Anche i draghi hanno i loro grattacapi.
In fondo troverete anche un bellissimo disegno di un mio amico, questa è la sua pagina di Devinat art:Dorimi. La consiglio soprattutto agli appassionati dei pokemon, ma non solo.

 
Intermezzo 2

Il piccolo Gavril si riteneva un drago fortunato.

Istintivamente sapeva che la sua vita avrebbe dovuto essere diversa. Avvertiva distintamente il richiamo della sua specie che proveniva da lontano, al di là di quel grosso spazio blu che a volte vedeva dalla sua attuale tana.

Eppure non voleva andarsene.

Il suo padrone gli passò distrattamente una mano sul dorso e il suo piccolo cuoricino fece un balzo.

Amava il suo padrone.

Ma sapeva che non era un drago, se ne era reso conto qualche tempo prima. Era iniziato tutto quando aveva volato per la prima volta.
Il suo corpo lentamente aveva iniziato a cambiare: le ali si erano irrobustite e la coda e il collo si erano allungati. Le scaglie qualche volta formicolavano e ogni giorno sembravano più dure. Sentiva che stava cambiando qualcosa anche dentro la sua testa; prima gli interessava poco che non fosse il cibo e il suo cuscino. Ora invece si chiedeva come mai il suo padroncino non avesse le ali. Neanche l’altro strano essere che vedeva spesso nel loro nido le aveva. Poi un giorno aveva visto il proprio riflesso e aveva capito.

Era lui quello diverso.

Per diverso tempo aveva sperimentato una sensazione sconosciuta: non aveva appetito e gli faceva male il centro del petto.

E se il suo padrone si fosse accorto che era diverso? E se poi non lo avesse più voluto nel nido?

Una mattina poi il suo padroncino si era sdraiato vicino al suo cuscino prendendolo in braccio. Era così felice, non accadeva quasi mai. Lo aveva portato nel suo nido personale ed era rimasto con lui tutta la giornata. Poi era arrivato anche l’altro animale a cui badava il suo padrone. Aveva portato del cibo ed era rimasto con loro.

A volte c’erano tante strani esseri della razza del suo padrone che giravano per il loro nido, ma quel giorno non si era visto nessuno.

Si era addormentato felice cullato dal suono dei versi del suo padrone.

 
°°°°°°°°°°

“Credo si sia addormentato” mormorò Ylva.

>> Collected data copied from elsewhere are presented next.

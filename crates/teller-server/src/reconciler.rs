//! Read models rebuilt from the ledger. Mint events are only used to discover
//! ids and their immutable mint-time facts; owner, price, sale status and
//! category always come from a fresh per-id lookup.

use std::collections::BTreeMap;
use std::sync::Arc;

use chrono::Utc;
use futures::stream::{self, StreamExt};
use serde::Serialize;
use teller_contracts::{
    AssetMinted, AssetToken, FunctionName, LedgerEventKind, ReceiptStatus, SubmissionRecord,
    SubmissionStatus, TournamentRecord, TournamentStatus, TransactionRecord,
};
use teller_kernel::PipelineError;
use tokio::sync::{watch, Mutex};

use crate::ledger::{LedgerClient, LedgerError};
use crate::store::StoreBackend;

pub const ALL_BUCKET: &str = "all";

#[derive(Debug, Clone, Default, PartialEq, Eq, Serialize)]
pub struct ReconciledState {
    pub assets: BTreeMap<u64, AssetToken>,
    /// `"all"` plus one bucket per category. Ids ascend within a bucket.
    pub groups: BTreeMap<String, Vec<u64>>,
    /// Block order of the last mint event folded in.
    pub cursor: Option<u64>,
    pub gaps: BTreeMap<u64, String>,
    pub complete: bool,
}

impl ReconciledState {
    fn regroup(&mut self) {
        let mut groups: BTreeMap<String, Vec<u64>> = BTreeMap::new();
        groups.insert(ALL_BUCKET.to_string(), Vec::new());
        for (id, token) in &self.assets {
            groups.entry(ALL_BUCKET.to_string()).or_default().push(*id);
            if token.category != ALL_BUCKET {
                groups.entry(token.category.clone()).or_default().push(*id);
            }
        }
        self.groups = groups;
    }

    pub fn in_category(&self, category: &str) -> Vec<AssetToken> {
        self.groups
            .get(category)
            .into_iter()
            .flatten()
            .filter_map(|id| self.assets.get(id).cloned())
            .collect()
    }
}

Era accucciato vicino alla sponda del letto di Ageh. Il suo compagno di stanza si era sdraiato vicino al drago e lo stava accarezzando.

“Hai capito cos’ha?” sussurrò ancora il biondo.

“Posso solo fare qualche ipotesi” il castano tirò una coperta sopra l’animaletto e scivolò a terra senza svegliarlo.

Il pavimento era costellato di libri sui draghi.

Il piccolo drago da qualche giorno sembrava spento e quasi non mangiava; a mala pena si spostava dal suo cuscino preferito. Se fosse stato un umano avrebbe pensato alla depressione.

“Penso che iniziare a volare abbia sbloccato qualcosa in lui, sta crescendo e forse sente il richiamo della sua specie”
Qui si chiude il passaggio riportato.